Yes, I think so. My ad valorem tax program processes 17-million
points against 2300 polygons (comprised of over 300,000 vertices)
in less than a minute on my 2-GHz machine.
I employ two tricks:
Segment trees -- Assuming that your point-in-polygon test is
counting polygon segments that intersect a vertical ray eminating
from that point, for each polygon, you sort the vertices by x-value
and construct a tree in which each node represents a range of
adjacent x values. Off of each tree node you then build a linked
list of pointers to the polygon segments that straddle that
interval. Thus, your point-in-polygon test need only traverse the
tree to find the interval containing that point's x-value, and then
loop through the short list of segments that lie vertically above
or below that point. My testing shows (as one would expect)
logrithmic performance improvement: a doubling of processing speed
for polygons with 160 vertices and a 10x improvement at 1000
vertices. I also determined that for polygons with fewer than 20
vertices, the performance improvement didn't warrant the time spent
constructing the segment tree, but of course, that's strictly a
function of the data I'm processing. The set-up time becomes
comparativley less significant as you process more points within
that polygon.
Gridding off the space -- Similar to the R-tree you've already
implemented, but simpler and faster. You simply define a grid that
partitions the range of x-y values, and then for each grid square,
you build a linked list of pointers to the polygons that contact
that square. If you make the grid small enough such that typical
polygons will contain several grid squares, then you can even
eliminate the need to run your point-in-polygon test (since every
point within that "enclosed" grid will be within that polygon).

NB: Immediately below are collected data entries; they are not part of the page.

pub mod admin;
pub mod auth;
pub mod contact;
pub mod health;
pub mod piece;
pub mod upload;

use axum::Router;

use crate::config::ServerConfig;
use crate::state::AppState;

/// Build the `/api` route tree.
///
/// Route hierarchy:
///
/// ```text
/// /auth/login                    login (public)
/// /auth/logout                   logout (public)
///
/// /pieces                        list (public), create (admin)
/// /pieces/{id}                   get (public), update, delete (admin)
///
/// /upload                        image upload (admin)
///
/// /contact                       contact form (public)
///
/// /admin/submissions             list (admin)
/// /admin/submissions/{id}        update status, delete (admin)
/// ```
pub fn api_routes(config: &ServerConfig) -> Router<AppState> {
    Router::new()
        .nest("/auth", auth::router())
        .nest("/pieces", piece::router())
        .nest("/upload", upload::router(config.max_upload_bytes))
        .nest("/contact", contact::router())
        .nest("/admin", admin::router())
}
//! Route definitions for the `/admin` area. Every handler here takes
//! `RequireAdmin`.

use axum::routing::{get, patch};
use axum::Router;

use crate::handlers::submission;
use crate::state::AppState;

/// Routes mounted at `/admin`.
///
/// ```text
/// GET    /submissions         -> list
/// PATCH  /submissions/{id}    -> update_status
/// DELETE /submissions/{id}    -> delete
/// ```
pub fn router() -> Router<AppState> {
    Router::new()
        .route("/submissions", get(submission::list))
        .route(
            "/submissions/{id}",
            patch(submission::update_status).delete(submission::delete),
        )
}
//! Pottery piece model, row mapping and DTOs.

use portfolio_core::error::CoreError;
use portfolio_core::pottery::{Collection, PieceImage};
use portfolio_core::types::{RecordId, Timestamp};
use serde::{Deserialize, Serialize};
use sqlx::types::Json;
use sqlx::FromRow;
use validator::Validate;

/// A portfolio piece as returned by the API.
#[derive(Debug, Clone, PartialEq, Serialize, Deserialize)]
#[serde(rename_all = "camelCase")]
pub struct PotteryPiece {
    pub id: RecordId,
    pub title: String,
    pub description: Option<String>,
    pub collection: Collection,
    pub images: Vec<PieceImage>,
    #[serde(default)]
    pub featured: bool,
    pub created_at: Timestamp,
    pub updated_at: Timestamp,
}

/// A row from the `pottery_pieces` table.
#[derive(Debug, Clone, FromRow)]
pub struct PieceRow {
    pub id: String,
    pub title: String,
    pub description: Option<String>,
    pub collection: String,
    pub images: Json<Vec<PieceImage>>,
    pub featured: bool,
    pub created_at: Timestamp,
    pub updated_at: Timestamp,
}

impl TryFrom<PieceRow> for PotteryPiece {
    type Error = CoreError;

    fn try_from(row: PieceRow) -> Result<Self, Self::Error> {
        Ok(Self {
            id: row.id,
            title: row.title,
            description: row.description,
            collection: row.collection.parse()?,
            images: row.images.0,
            featured: row.featured,
            created_at: row.created_at,
            updated_at: row.updated_at,
        })
    }
}

/// DTO for creating a new piece.
#[derive(Debug, Clone, Deserialize, Validate)]
#[serde(rename_all = "camelCase")]
pub struct CreatePiece {
    #[validate(length(min = 1, max = 200, message = "Title must be 1-200 characters"))]
    pub title: String,
    pub description: Option<String>,
    pub collection: Collection,
    #[validate(length(min = 1, message = "At least one image is required"))]
    pub images: Vec<PieceImage>,
    /// Defaults to `false` if omitted.
    pub featured: Option<bool>,
}

/// DTO for a partial update. Omitted fields keep their stored values;
/// `id` and timestamps are not part of the shape and are ignored if sent.
#[derive(Debug, Clone, Default, Deserialize, Validate)]
#[serde(rename_all = "camelCase")]
pub struct UpdatePiece {
    #[validate(length(min = 1, max = 200, message = "Title must be 1-200 characters"))]
    pub title: Option<String>,
    pub description: Option<String>,
    pub collection: Option<Collection>,
    #[validate(length(min = 1, message = "At least one image is required"))]
    pub images: Option<Vec<PieceImage>>,
    pub featured: Option<bool>,
}

impl CreatePiece {
    /// Trim the text fields and validate. A blank description becomes `None`.
    pub fn normalized(mut self) -> Result<Self, CoreError> {
        self.title = self.title.trim().to_string();
        self.description = normalize_description(self.description);
        self.validate()
            .map_err(|e| CoreError::Validation(e.to_string()))?;
        Ok(self)
    }
}

impl UpdatePiece {
    /// Trim the text fields and validate the ones that are present.
    pub fn normalized(mut self) -> Result<Self, CoreError> {
        self.title = self.title.map(|t| t.trim().to_string());
        self.description = self.description.map(|d| d.trim().to_string());
        self.validate()
            .map_err(|e| CoreError::Validation(e.to_string()))?;
        Ok(self)
    }

    /// Whether the payload carries no field to change.
    pub fn is_empty(&self) -> bool {
        self.title.is_none()
            && self.description.is_none()
            && self.collection.is_none()
            && self.images.is_none()
            && self.featured.is_none()
    }
}

fn normalize_description(description: Option<String>) -> Option<String> {
    description
        .map(|d| d.trim().to_string())
        .filter(|d| !d.is_empty())
}

/// Optional filters for listing pieces. Both may be combined.
#[derive(Debug, Clone, Copy, Default)]
pub struct PieceFilter {
    pub collection: Option<Collection>,
    pub featured: Option<bool>,
}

This dramatically improves performance (by my testing of ad valorem
tax data, nearly two orders of magnitude) over the brute-force
method of testing every point against every polygon. As a further
enhancement, if you make your grid size a power of two and if your
test points and polygon vertices are specified by integer values,
then you might even use the C-language shift operator (thus
avoiding division) to find the x-y index values of the grid
containing that point. The price you pay for this point-in-polygon
performance gain is memory and set up time. If the polygon data is
relatively static (as are the city limits, etc. I process), then
you can archive the grid-to-polygon lists and directly load that
into memory on subsequence runs of new points against those same
polygons.
The data you're processing will greatly influence performance. For
a relatively small number of complex polygons processed against
millions of points, the two tricks I've proposed yield very
dramatic performance improvement. If your processing involves a
large number of small polyons (polygons with a small number of
vertices) being run on a small number of points (you mentioned
"thousands"), then you probably shouldn't bother constructing
segment trees (except perhaps for the largest of polygons).
.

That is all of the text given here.